-- Work order --
Every line below is to be quoted exactly, with nothing added or dropped.

______________________________

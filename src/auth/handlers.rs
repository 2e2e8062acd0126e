use axum::extract::rejection::JsonRejection;
use axum::extract::{FromRef, State};
use axum::http::{header, HeaderValue};
use axum::response::{IntoResponse, Response};
use axum::Json;
use tracing::{info, instrument, warn};

use crate::auth::dto::{AuthRequest, AuthResponse};
use crate::auth::password::{hash_password, verify_password};
use crate::auth::repo::User;
use crate::auth::session::SessionKeys;
use crate::error::ApiError;
use crate::state::AppState;

/// POST /api/auth — login, or implicit registration for an unseen username.
#[instrument(skip(state, payload))]
pub async fn auth(
    State(state): State<AppState>,
    payload: Result<Json<AuthRequest>, JsonRejection>,
) -> Result<Response, ApiError> {
    let Json(payload) = payload.map_err(|e| ApiError::BadRequest(e.body_text()))?;
    let (Some(username), Some(password)) = (payload.username, payload.password) else {
        return Err(ApiError::BadRequest(
            "username and password are required".into(),
        ));
    };

    match User::find(&state.db, &username).await? {
        Some(user) => {
            if !verify_password(&password, &user.password_hash)? {
                warn!(%username, "invalid password");
                return Err(ApiError::InvalidPassword);
            }
            info!(%username, "logged in");
        }
        None => {
            let hash = hash_password(&password)?;
            User::create(&state.db, &username, &hash)
                .await
                .map_err(|e| match e {
                    // lost a registration race to a concurrent first login
                    sqlx::Error::Database(ref db_err)
                        if matches!(db_err.kind(), sqlx::error::ErrorKind::UniqueViolation) =>
                    {
                        warn!(%username, "concurrent registration conflict");
                        ApiError::UsernameTaken
                    }
                    other => ApiError::Database(other),
                })?;
            info!(%username, "registered");
        }
    }

    let keys = SessionKeys::from_ref(&state);
    let token = keys.sign(&username)?;
    let cookie = keys.cookie(token).to_string();

    let mut response = Json(AuthResponse { success: true }).into_response();
    response.headers_mut().insert(
        header::SET_COOKIE,
        HeaderValue::from_str(&cookie)
            .map_err(|e| ApiError::Internal(anyhow::anyhow!("session cookie encoding: {e}")))?,
    );
    Ok(response)
}
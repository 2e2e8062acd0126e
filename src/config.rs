use std::str::FromStr;
use std::time::Duration;

use serde::Deserialize;

/// A request quota expressed as "count/period", e.g. `100/hour` or `10/minute`.
#[derive(Debug, Clone, Copy, PartialEq, Eq)]
pub struct RateQuota {
    pub count: u32,
    pub window: Duration,
}

impl FromStr for RateQuota {
    type Err = anyhow::Error;

    fn from_str(s: &str) -> Result<Self, Self::Err> {
        let (count, period) = s
            .split_once('/')
            .ok_or_else(|| anyhow::anyhow!("rate quota must look like \"100/hour\", got {s:?}"))?;
        let count: u32 = count.trim().parse()?;
        let window = match period.trim() {
            "second" => Duration::from_secs(1),
            "minute" => Duration::from_secs(60),
            "hour" => Duration::from_secs(60 * 60),
            "day" => Duration::from_secs(60 * 60 * 24),
            other => anyhow::bail!("unknown rate period {other:?}"),
        };
        Ok(Self { count, window })
    }
}

#[derive(Debug, Clone)]
pub struct RateLimitConfig {
    /// Applied per client address across all endpoints.
    pub global: RateQuota,
    /// Applied per client address, independently for each endpoint.
    pub per_endpoint: RateQuota,
}

#[derive(Debug, Clone, Deserialize)]
pub struct SessionConfig {
    pub secret: String,
    pub ttl_hours: i64,
}

#[derive(Debug, Clone)]
pub struct AppConfig {
    pub database_url: String,
    pub session: SessionConfig,
    pub rate_limit: RateLimitConfig,
}

const DEV_SECRET: &str = "dev-session-secret-change-me";

impl AppConfig {
    pub fn from_env() -> anyhow::Result<Self> {
        let database_url =
            std::env::var("DATABASE_URL").unwrap_or_else(|_| "sqlite:weights.db".into());

        let secret = match std::env::var("SESSION_SECRET") {
            Ok(s) if !s.is_empty() => s,
            _ => {
                tracing::warn!(
                    "SESSION_SECRET not set; using a development default. \
                     Session cookies will be forgeable by anyone who reads the source."
                );
                DEV_SECRET.into()
            }
        };

        let session = SessionConfig {
            secret,
            ttl_hours: std::env::var("SESSION_TTL_HOURS")
                .ok()
                .and_then(|v| v.parse::<i64>().ok())
                .unwrap_or(24),
        };

        let global: RateQuota = std::env::var("DEFAULT_RATE_LIMIT")
            .unwrap_or_else(|_| "100/hour".into())
            .parse()?;
        let per_endpoint: RateQuota = std::env::var("ENDPOINT_RATE_LIMIT")
            .unwrap_or_else(|_| "10/minute".into())
            .parse()?;

        Ok(Self {
            database_url,
            session,
            rate_limit: RateLimitConfig {
                global,
                per_endpoint,
            },
        })
    }
}

#[cfg(test)]
mod tests {
    use super::*;

    #[test]
    fn parses_quota_strings() {
        let q: RateQuota = "100/hour".parse().unwrap();
        assert_eq!(q.count, 100);
        assert_eq!(q.window, Duration::from_secs(3600));

        let q: RateQuota = "10/minute".parse().unwrap();
        assert_eq!(q.count, 10);
        assert_eq!(q.window, Duration::from_secs(60));

        let q: RateQuota = " 5 / second ".parse().unwrap();
        assert_eq!(q.count, 5);
        assert_eq!(q.window, Duration::from_secs(1));
    }

    #[test]
    fn rejects_malformed_quota_strings() {
        assert!("100".parse::<RateQuota>().is_err());
        assert!("ten/minute".parse::<RateQuota>().is_err());
        assert!("10/fortnight".parse::<RateQuota>().is_err());
    }
}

______________________________

-- Task answer --
filename src/auth/handlers.rs
repository 2e2e8062acd0126e
use axum::extract::rejection::JsonRejection;
use axum::extract::{FromRef, State};
use axum::http::{header, HeaderValue};
use axum::response::{IntoResponse, Response};
use axum::Json;
use tracing::{info, instrument, warn};

use crate::auth::dto::{AuthRequest, AuthResponse};
use crate::auth::password::{hash_password, verify_password};
use crate::auth::repo::User;
use crate::auth::session::SessionKeys;
use crate::error::ApiError;
use crate::state::AppState;

/// POST /api/auth — login, or implicit registration for an unseen username.
#[instrument(skip(state, payload))]
pub async fn auth(
    State(state): State<AppState>,
    payload: Result<Json<AuthRequest>, JsonRejection>,
) -> Result<Response, ApiError> {
    let Json(payload) = payload.map_err(|e| ApiError::BadRequest(e.body_text()))?;
    let (Some(username), Some(password)) = (payload.username, payload.password) else {
        return Err(ApiError::BadRequest(
            "username and password are required".into(),
        ));
    };

    match User::find(&state.db, &username).await? {
        Some(user) => {
            if !verify_password(&password, &user.password_hash)? {
                warn!(%username, "invalid password");
                return Err(ApiError::InvalidPassword);
            }
            info!(%username, "logged in");
        }
        None => {
            let hash = hash_password(&password)?;
            User::create(&state.db, &username, &hash)
                .await
                .map_err(|e| match e {
                    // lost a registration race to a concurrent first login
                    sqlx::Error::Database(ref db_err)
                        if matches!(db_err.kind(), sqlx::error::ErrorKind::UniqueViolation) =>
                    {
                        warn!(%username, "concurrent registration conflict");
                        ApiError::UsernameTaken
                    }
                    other => ApiError::Database(other),
                })?;
            info!(%username, "registered");
        }
    }

    let keys = SessionKeys::from_ref(&state);
    let token = keys.sign(&username)?;
    let cookie = keys.cookie(token).to_string();

    let mut response = Json(AuthResponse { success: true }).into_response();
    response.headers_mut().insert(
        header::SET_COOKIE,
        HeaderValue::from_str(&cookie)
            .map_err(|e| ApiError::Internal(anyhow::anyhow!("session cookie encoding: {e}")))?,
    );
    Ok(response)
}
repository 2e2e8062acd0126e
filename src/config.rs
use std::str::FromStr;
use std::time::Duration;

use serde::Deserialize;

/// A request quota expressed as "count/period", e.g. `100/hour` or `10/minute`.
#[derive(Debug, Clone, Copy, PartialEq, Eq)]
pub struct RateQuota {
    pub count: u32,
    pub window: Duration,
}

impl FromStr for RateQuota {
    type Err = anyhow::Error;

    fn from_str(s: &str) -> Result<Self, Self::Err> {
        let (count, period) = s
            .split_once('/')
            .ok_or_else(|| anyhow::anyhow!("rate quota must look like \"100/hour\", got {s:?}"))?;
        let count: u32 = count.trim().parse()?;
        let window = match period.trim() {
            "second" => Duration::from_secs(1),
            "minute" => Duration::from_secs(60),
            "hour" => Duration::from_secs(60 * 60),
            "day" => Duration::from_secs(60 * 60 * 24),
            other => anyhow::bail!("unknown rate period {other:?}"),
        };
        Ok(Self { count, window })
    }
}

#[derive(Debug, Clone)]
pub struct RateLimitConfig {
    /// Applied per client address across all endpoints.
    pub global: RateQuota,
    /// Applied per client address, independently for each endpoint.
    pub per_endpoint: RateQuota,
}

#[derive(Debug, Clone, Deserialize)]
pub struct SessionConfig {
    pub secret: String,
    pub ttl_hours: i64,
}

#[derive(Debug, Clone)]
pub struct AppConfig {
    pub database_url: String,
    pub session: SessionConfig,
    pub rate_limit: RateLimitConfig,
}

const DEV_SECRET: &str = "dev-session-secret-change-me";

impl AppConfig {
    pub fn from_env() -> anyhow::Result<Self> {
        let database_url =
            std::env::var("DATABASE_URL").unwrap_or_else(|_| "sqlite:weights.db".into());

        let secret = match std::env::var("SESSION_SECRET") {
            Ok(s) if !s.is_empty() => s,
            _ => {
                tracing::warn!(
                    "SESSION_SECRET not set; using a development default. \
                     Session cookies will be forgeable by anyone who reads the source."
                );
                DEV_SECRET.into()
            }
        };

        let session = SessionConfig {
            secret,
            ttl_hours: std::env::var("SESSION_TTL_HOURS")
                .ok()
                .and_then(|v| v.parse::<i64>().ok())
                .unwrap_or(24),
        };

        let global: RateQuota = std::env::var("DEFAULT_RATE_LIMIT")
            .unwrap_or_else(|_| "100/hour".into())
            .parse()?;
        let per_endpoint: RateQuota = std::env::var("ENDPOINT_RATE_LIMIT")
            .unwrap_or_else(|_| "10/minute".into())
            .parse()?;

        Ok(Self {
            database_url,
            session,
            rate_limit: RateLimitConfig {
                global,
                per_endpoint,
            },
        })
    }
}

#[cfg(test)]
mod tests {
    use super::*;

    #[test]
    fn parses_quota_strings() {
        let q: RateQuota = "100/hour".parse().unwrap();
        assert_eq!(q.count, 100);
        assert_eq!(q.window, Duration::from_secs(3600));

        let q: RateQuota = "10/minute".parse().unwrap();
        assert_eq!(q.count, 10);
        assert_eq!(q.window, Duration::from_secs(60));

        let q: RateQuota = " 5 / second ".parse().unwrap();
        assert_eq!(q.count, 5);
        assert_eq!(q.window, Duration::from_secs(1));
    }

    #[test]
    fn rejects_malformed_quota_strings() {
        assert!("100".parse::<RateQuota>().is_err());
        assert!("ten/minute".parse::<RateQuota>().is_err());
        assert!("10/fortnight".parse::<RateQuota>().is_err());
    }
}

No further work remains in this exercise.